*** PROVIDED DATA Section Begins ***
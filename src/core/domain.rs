use crate::core::{DataPoint, DataRange};

/// Span substituted for a degenerate (zero-width) range.
pub const DEFAULT_MIN_DOMAIN_SPAN: f64 = 1.0;

/// Returns min/max of `accessor` over `points` in one pass.
///
/// An empty slice yields `[0, 0]`; callers normally hold a non-empty series.
#[must_use]
pub fn raw_range<F>(points: &[DataPoint], accessor: F) -> DataRange
where
    F: Fn(&DataPoint) -> f64,
{
    let mut iter = points.iter().map(accessor);
    let Some(first) = iter.next() else {
        return DataRange::new(0.0, 0.0);
    };

    let (min, max) = iter.fold((first, first), |(min, max), value| {
        (min.min(value), max.max(value))
    });
    DataRange { min, max }
}

#[must_use]
pub fn x_range(points: &[DataPoint]) -> DataRange {
    raw_range(points, |point| point.x)
}

/// Raw y range folded with the active goal and the zero baseline.
#[must_use]
pub fn y_range_with_extras(points: &[DataPoint], goal: Option<f64>) -> DataRange {
    let mut range = raw_range(points, |point| point.y);
    if let Some(goal) = goal.filter(|value| value.is_finite()) {
        range = range.including(goal);
    }
    range.including(0.0)
}

/// Largest magnitude a plot domain bound may take. Keeps every domain span
/// finite, so scales and tick planning never see an overflowed span.
pub const MAX_DOMAIN_MAGNITUDE: f64 = f64::MAX / 4.0;

/// Widens a zero-span range symmetrically to `min_span`.
///
/// The widening grows with the magnitude of the bounds: far from zero a
/// half-width of `min_span / 2` would round back onto the bound itself.
/// Subnormal spans that vanish once halved count as zero.
#[must_use]
pub fn guard_span(range: DataRange, min_span: f64) -> DataRange {
    if range.max / 2.0 > range.min / 2.0 {
        return range;
    }
    let min_span = if min_span.is_finite() && min_span > 0.0 {
        min_span
    } else {
        DEFAULT_MIN_DOMAIN_SPAN
    };
    let magnitude = range.min.abs().max(range.max.abs());
    let half = (min_span / 2.0).max(magnitude * f64::EPSILON * 4.0);
    DataRange {
        min: range.min - half,
        max: range.max + half,
    }
}

/// Expands `range` by fractions of its own span on each side.
///
/// `pad_before` extends below `min`, `pad_after` above `max`. Negative or
/// non-finite fractions count as zero. Bounds are clamped to
/// `MAX_DOMAIN_MAGNITUDE` before and after padding, so the result always has
/// a finite, positive span.
#[must_use]
pub fn padded_domain(range: DataRange, pad_before: f64, pad_after: f64, min_span: f64) -> DataRange {
    let base = clamp_bounds(guard_span(clamp_bounds(range), min_span));
    let span = base.span();
    clamp_bounds(DataRange {
        min: base.min - span * sanitize_ratio(pad_before),
        max: base.max + span * sanitize_ratio(pad_after),
    })
}

fn clamp_bounds(range: DataRange) -> DataRange {
    DataRange {
        min: range.min.clamp(-MAX_DOMAIN_MAGNITUDE, MAX_DOMAIN_MAGNITUDE),
        max: range.max.clamp(-MAX_DOMAIN_MAGNITUDE, MAX_DOMAIN_MAGNITUDE),
    }
}

fn sanitize_ratio(ratio: f64) -> f64 {
    if ratio.is_finite() { ratio.max(0.0) } else { 0.0 }
}
use serde::{Deserialize, Serialize};

use crate::core::{DataPoint, DataRange, PathDescription, Tick, Viewport};
use crate::error::{ChartError, ChartResult};
use crate::render::Surface;

use super::LineChart;

/// Which optional parts of the chart are currently shown.
#[derive(Debug, Clone, Copy, PartialEq, Eq, Serialize, Deserialize)]
pub struct LayerVisibility {
    pub dots: bool,
    pub grid_lines: bool,
    pub line: bool,
    pub shaded_area: bool,
    pub goal: bool,
}

/// Serializable deterministic state snapshot used by regression tests and
/// host diagnostics.
#[derive(Debug, Clone, PartialEq, Serialize, Deserialize)]
pub struct ChartSnapshot {
    pub viewport: Viewport,
    pub points: Vec<DataPoint>,
    pub x_domain: DataRange,
    pub y_domain: DataRange,
    pub x_ticks: Vec<Tick>,
    pub y_ticks: Vec<Tick>,
    pub polyline: PathDescription,
    pub filled_region: PathDescription,
    pub goal: Option<f64>,
    pub layers: LayerVisibility,
    pub dot_count: usize,
}

impl ChartSnapshot {
    pub fn to_json_pretty(&self) -> ChartResult<String> {
        serde_json::to_string_pretty(self)
            .map_err(|e| ChartError::InvalidData(format!("failed to serialize snapshot: {e}")))
    }

    pub fn from_json_str(input: &str) -> ChartResult<Self> {
        serde_json::from_str(input)
            .map_err(|e| ChartError::InvalidData(format!("failed to parse snapshot json: {e}")))
    }
}

impl<S: Surface> LineChart<S> {
    #[must_use]
    pub fn snapshot(&self) -> ChartSnapshot {
        ChartSnapshot {
            viewport: self.model.viewport,
            points: self.model.series.points().to_vec(),
            x_domain: self.model.x_scale.domain(),
            y_domain: self.model.y_scale.domain(),
            x_ticks: self.model.x_ticks.clone(),
            y_ticks: self.model.y_ticks.clone(),
            polyline: self.model.polyline.clone(),
            filled_region: self.model.filled_region.clone(),
            goal: self.config.active_goal(),
            layers: LayerVisibility {
                dots: self.config.show_dots,
                grid_lines: self.config.show_grid_lines,
                line: self.config.show_line,
                shaded_area: self.config.show_shaded_area,
                goal: self.config.show_goal,
            },
            dot_count: self.handles.dots.len(),
        }
    }

    /// Serializes the snapshot as pretty JSON for fixture-based checks.
    pub fn snapshot_json_pretty(&self) -> ChartResult<String> {
        self.snapshot().to_json_pretty()
    }
}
*** PROVIDED DATA Section Ends ***
### TASK BRIEF
Please write the entries out again exactly as they stand.

### WRITTEN REPLY
filename src/core/domain.rs
use crate::core::{DataPoint, DataRange};

/// Span substituted for a degenerate (zero-width) range.
pub const DEFAULT_MIN_DOMAIN_SPAN: f64 = 1.0;

/// Returns min/max of `accessor` over `points` in one pass.
///
/// An empty slice yields `[0, 0]`; callers normally hold a non-empty series.
#[must_use]
pub fn raw_range<F>(points: &[DataPoint], accessor: F) -> DataRange
where
    F: Fn(&DataPoint) -> f64,
{
    let mut iter = points.iter().map(accessor);
    let Some(first) = iter.next() else {
        return DataRange::new(0.0, 0.0);
    };

    let (min, max) = iter.fold((first, first), |(min, max), value| {
        (min.min(value), max.max(value))
    });
    DataRange { min, max }
}

#[must_use]
pub fn x_range(points: &[DataPoint]) -> DataRange {
    raw_range(points, |point| point.x)
}

/// Raw y range folded with the active goal and the zero baseline.
#[must_use]
pub fn y_range_with_extras(points: &[DataPoint], goal: Option<f64>) -> DataRange {
    let mut range = raw_range(points, |point| point.y);
    if let Some(goal) = goal.filter(|value| value.is_finite()) {
        range = range.including(goal);
    }
    range.including(0.0)
}

/// Largest magnitude a plot domain bound may take. Keeps every domain span
/// finite, so scales and tick planning never see an overflowed span.
pub const MAX_DOMAIN_MAGNITUDE: f64 = f64::MAX / 4.0;

/// Widens a zero-span range symmetrically to `min_span`.
///
/// The widening grows with the magnitude of the bounds: far from zero a
/// half-width of `min_span / 2` would round back onto the bound itself.
/// Subnormal spans that vanish once halved count as zero.
#[must_use]
pub fn guard_span(range: DataRange, min_span: f64) -> DataRange {
    if range.max / 2.0 > range.min / 2.0 {
        return range;
    }
    let min_span = if min_span.is_finite() && min_span > 0.0 {
        min_span
    } else {
        DEFAULT_MIN_DOMAIN_SPAN
    };
    let magnitude = range.min.abs().max(range.max.abs());
    let half = (min_span / 2.0).max(magnitude * f64::EPSILON * 4.0);
    DataRange {
        min: range.min - half,
        max: range.max + half,
    }
}

/// Expands `range` by fractions of its own span on each side.
///
/// `pad_before` extends below `min`, `pad_after` above `max`. Negative or
/// non-finite fractions count as zero. Bounds are clamped to
/// `MAX_DOMAIN_MAGNITUDE` before and after padding, so the result always has
/// a finite, positive span.
#[must_use]
pub fn padded_domain(range: DataRange, pad_before: f64, pad_after: f64, min_span: f64) -> DataRange {
    let base = clamp_bounds(guard_span(clamp_bounds(range), min_span));
    let span = base.span();
    clamp_bounds(DataRange {
        min: base.min - span * sanitize_ratio(pad_before),
        max: base.max + span * sanitize_ratio(pad_after),
    })
}

fn clamp_bounds(range: DataRange) -> DataRange {
    DataRange {
        min: range.min.clamp(-MAX_DOMAIN_MAGNITUDE, MAX_DOMAIN_MAGNITUDE),
        max: range.max.clamp(-MAX_DOMAIN_MAGNITUDE, MAX_DOMAIN_MAGNITUDE),
    }
}

fn sanitize_ratio(ratio: f64) -> f64 {
    if ratio.is_finite() { ratio.max(0.0) } else { 0.0 }
}
use serde::{Deserialize, Serialize};

use crate::core::{DataPoint, DataRange, PathDescription, Tick, Viewport};
use crate::error::{ChartError, ChartResult};
use crate::render::Surface;

use super::LineChart;

/// Which optional parts of the chart are currently shown.
#[derive(Debug, Clone, Copy, PartialEq, Eq, Serialize, Deserialize)]
pub struct LayerVisibility {
    pub dots: bool,
    pub grid_lines: bool,
    pub line: bool,
    pub shaded_area: bool,
    pub goal: bool,
}

/// Serializable deterministic state snapshot used by regression tests and
/// host diagnostics.
#[derive(Debug, Clone, PartialEq, Serialize, Deserialize)]
pub struct ChartSnapshot {
    pub viewport: Viewport,
    pub points: Vec<DataPoint>,
    pub x_domain: DataRange,
    pub y_domain: DataRange,
    pub x_ticks: Vec<Tick>,
    pub y_ticks: Vec<Tick>,
    pub polyline: PathDescription,
    pub filled_region: PathDescription,
    pub goal: Option<f64>,
    pub layers: LayerVisibility,
    pub dot_count: usize,
}

impl ChartSnapshot {
    pub fn to_json_pretty(&self) -> ChartResult<String> {
        serde_json::to_string_pretty(self)
            .map_err(|e| ChartError::InvalidData(format!("failed to serialize snapshot: {e}")))
    }

    pub fn from_json_str(input: &str) -> ChartResult<Self> {
        serde_json::from_str(input)
            .map_err(|e| ChartError::InvalidData(format!("failed to parse snapshot json: {e}")))
    }
}

impl<S: Surface> LineChart<S> {
    #[must_use]
    pub fn snapshot(&self) -> ChartSnapshot {
        ChartSnapshot {
            viewport: self.model.viewport,
            points: self.model.series.points().to_vec(),
            x_domain: self.model.x_scale.domain(),
            y_domain: self.model.y_scale.domain(),
            x_ticks: self.model.x_ticks.clone(),
            y_ticks: self.model.y_ticks.clone(),
            polyline: self.model.polyline.clone(),
            filled_region: self.model.filled_region.clone(),
            goal: self.config.active_goal(),
            layers: LayerVisibility {
                dots: self.config.show_dots,
                grid_lines: self.config.show_grid_lines,
                line: self.config.show_line,
                shaded_area: self.config.show_shaded_area,
                goal: self.config.show_goal,
            },
            dot_count: self.handles.dots.len(),
        }
    }

    /// Serializes the snapshot as pretty JSON for fixture-based checks.
    pub fn snapshot_json_pretty(&self) -> ChartResult<String> {
        self.snapshot().to_json_pretty()
    }
}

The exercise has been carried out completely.